Several novel compounds having both a 2-nitroimidazole nucleus and a fluorescent ring system in their molecular structure were prepared and evaluated as potential fluorescent probes for hypoxia. Bioreduction of nitroimidazoles, which is inhibited by oxygen, is known to lead to binding of bioreductive metabolites to cellular macromolecules and this provides a mechanism for binding the fluorescent moiety to hypoxic cells. These compounds can incorporate a wide range of fluorophors and can therefore be designed to suit the laser-line wavelengths available for excitation of fluorescence in the flow cytometer. Several nitroimidazoles with naphthalimide side chains were rapidly taken up into cells and became concentrated in the cells, thus reducing their concentration in the extracellular medium.
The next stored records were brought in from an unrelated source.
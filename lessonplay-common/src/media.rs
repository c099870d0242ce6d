//! Media descriptors shown by the media panel

use serde::{Deserialize, Serialize};
use url::{ParseError, Url};

/// Query parameter used to defeat stale caches
pub const CACHE_BUST_PARAM: &str = "_t";

/// Media bucket inferred from tags or file extensions
#[derive(Debug, Clone, Copy, PartialEq, Eq, Hash, Serialize, Deserialize)]
#[serde(rename_all = "lowercase")]
pub enum MediaKind {
    Image,
    Video,
    /// Animated image rendered like a video
    Gif,
}

impl MediaKind {
    /// Infer the bucket from a URL's file extension; unknown extensions are images
    pub fn from_url(url: &str) -> Self {
        match extension(url).as_deref() {
            Some("gif") => Self::Gif,
            Some("mp4" | "webm" | "mov" | "m4v" | "ogv" | "avi" | "mkv") => Self::Video,
            _ => Self::Image,
        }
    }

    pub fn is_video_like(self) -> bool {
        matches!(self, Self::Video | Self::Gif)
    }
}

/// Lowercased extension of the last path segment
fn extension(url: &str) -> Option<String> {
    let parsed = MediaUrl::parse(url)?;
    let segment = parsed.url.path_segments()?.next_back()?;
    let (_, ext) = segment.rsplit_once('.')?;
    if ext.is_empty() {
        None
    } else {
        Some(ext.to_ascii_lowercase())
    }
}

/// Base that relative lesson paths are parsed against
const RELATIVE_BASE: &str = "http://lesson.invalid/";

/// How the URL was written in the lesson
#[derive(Debug, Clone, Copy, PartialEq, Eq)]
enum UrlForm {
    Absolute,
    /// `//host/path`
    SchemeRelative,
    /// `path` or `/path`
    PathRelative { rooted: bool },
}

/// Media URL parsed with the `url` crate
///
/// Relative lesson paths are joined onto a fixed base for parsing and
/// written back without it. Dot segments are resolved in the process.
#[derive(Debug, Clone)]
pub struct MediaUrl {
    url: Url,
    form: UrlForm,
}

impl MediaUrl {
    /// `None` when `raw` is not a URL even relative to a base
    pub fn parse(raw: &str) -> Option<Self> {
        let raw = raw.trim();
        match Url::parse(raw) {
            Ok(url) => Some(Self {
                url,
                form: UrlForm::Absolute,
            }),
            Err(ParseError::RelativeUrlWithoutBase) => {
                let url = Url::parse(RELATIVE_BASE).ok()?.join(raw).ok()?;
                let form = if raw.starts_with("//") {
                    UrlForm::SchemeRelative
                } else {
                    UrlForm::PathRelative {
                        rooted: raw.starts_with('/'),
                    }
                };
                Some(Self { url, form })
            }
            Err(_) => None,
        }
    }

    /// Host of an absolute or scheme-relative URL
    pub fn host(&self) -> Option<&str> {
        match self.form {
            UrlForm::PathRelative { .. } => None,
            _ => self.url.host_str(),
        }
    }

    /// Replace the cache-busting parameter; `None` removes it
    pub fn set_cache_bust(&mut self, stamp: Option<u64>) {
        let kept: Vec<(String, String)> = self
            .url
            .query_pairs()
            .filter(|(key, _)| key != CACHE_BUST_PARAM)
            .map(|(key, value)| (key.into_owned(), value.into_owned()))
            .collect();

        if kept.is_empty() && stamp.is_none() {
            self.url.set_query(None);
            return;
        }

        let mut pairs = self.url.query_pairs_mut();
        pairs.clear().extend_pairs(kept);
        if let Some(stamp) = stamp {
            pairs.append_pair(CACHE_BUST_PARAM, &stamp.to_string());
        }
    }

    /// Serialize in the form the URL was written in
    pub fn into_string(self) -> String {
        match self.form {
            UrlForm::Absolute => self.url.into(),
            UrlForm::SchemeRelative => {
                let full: String = self.url.into();
                match full.strip_prefix("http:") {
                    Some(rest) => rest.to_string(),
                    None => full,
                }
            }
            UrlForm::PathRelative { rooted } => {
                let path = self.url.path();
                let mut out = if rooted {
                    path.to_string()
                } else {
                    path.trim_start_matches('/').to_string()
                };
                if let Some(query) = self.url.query() {
                    out.push('?');
                    out.push_str(query);
                }
                if let Some(fragment) = self.url.fragment() {
                    out.push('#');
                    out.push_str(fragment);
                }
                out
            }
        }
    }
}

/// Set `_t=<stamp>` on a URL, replacing any previous stamp
///
/// Unparseable input is returned unchanged.
pub fn with_cache_bust(url: &str, stamp: u64) -> String {
    match MediaUrl::parse(url) {
        Some(mut parsed) => {
            parsed.set_cache_bust(Some(stamp));
            parsed.into_string()
        }
        None => url.to_string(),
    }
}

/// What the media panel currently shows
#[derive(Debug, Clone, PartialEq, Eq, Serialize, Deserialize)]
#[serde(rename_all = "camelCase")]
pub struct MediaDescriptor {
    pub url: String,
    pub kind: MediaKind,
    pub title: String,
    /// Originating question or exercise id
    pub source_id: String,
    /// Must render unoptimized (no proxied image loading)
    pub is_external_domain: bool,
    pub is_permanent: bool,
}

impl MediaDescriptor {
    /// URL with the cache-busting parameter removed
    pub fn canonical_url(&self) -> String {
        canonical_url(&self.url)
    }

    /// Same asset, ignoring cache busting
    pub fn same_asset(&self, other: &MediaDescriptor) -> bool {
        self.canonical_url() == other.canonical_url()
    }

    /// Copy of this descriptor pinned as permanent
    pub fn pinned(mut self) -> Self {
        self.is_permanent = true;
        self
    }
}

/// Strip the cache-busting parameter from a URL
pub fn canonical_url(url: &str) -> String {
    match MediaUrl::parse(url) {
        Some(mut parsed) => {
            parsed.set_cache_bust(None);
            parsed.into_string()
        }
        None => url.to_string(),
    }
}

/// Descriptor-like payload carried by display-request events
///
/// Kind and title are optional; the resolver fills them in.
#[derive(Debug, Clone, PartialEq, Eq, Serialize, Deserialize)]
#[serde(rename_all = "camelCase")]
pub struct DisplayRequest {
    pub url: String,
    #[serde(default)]
    pub kind: Option<MediaKind>,
    #[serde(default)]
    pub title: Option<String>,
    pub source_id: String,
    #[serde(default)]
    pub is_permanent: bool,
}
This suggests a potential microscopic bioavailability problem with probes of this type when used in vivo as they would become progressively depleted in the extracellular fluid as they diffused from blood vessels, through layers of packed cells in tumors, to the hypoxic cells where they could undergo hypoxia-specific metabolism. Synthesis of nitroimidazoles with coumarin fluorophors led to several potentially useful probes for hypoxia; substituents on the coumarin fluorophor had a marked effect on the cellular fluorescence of these compounds.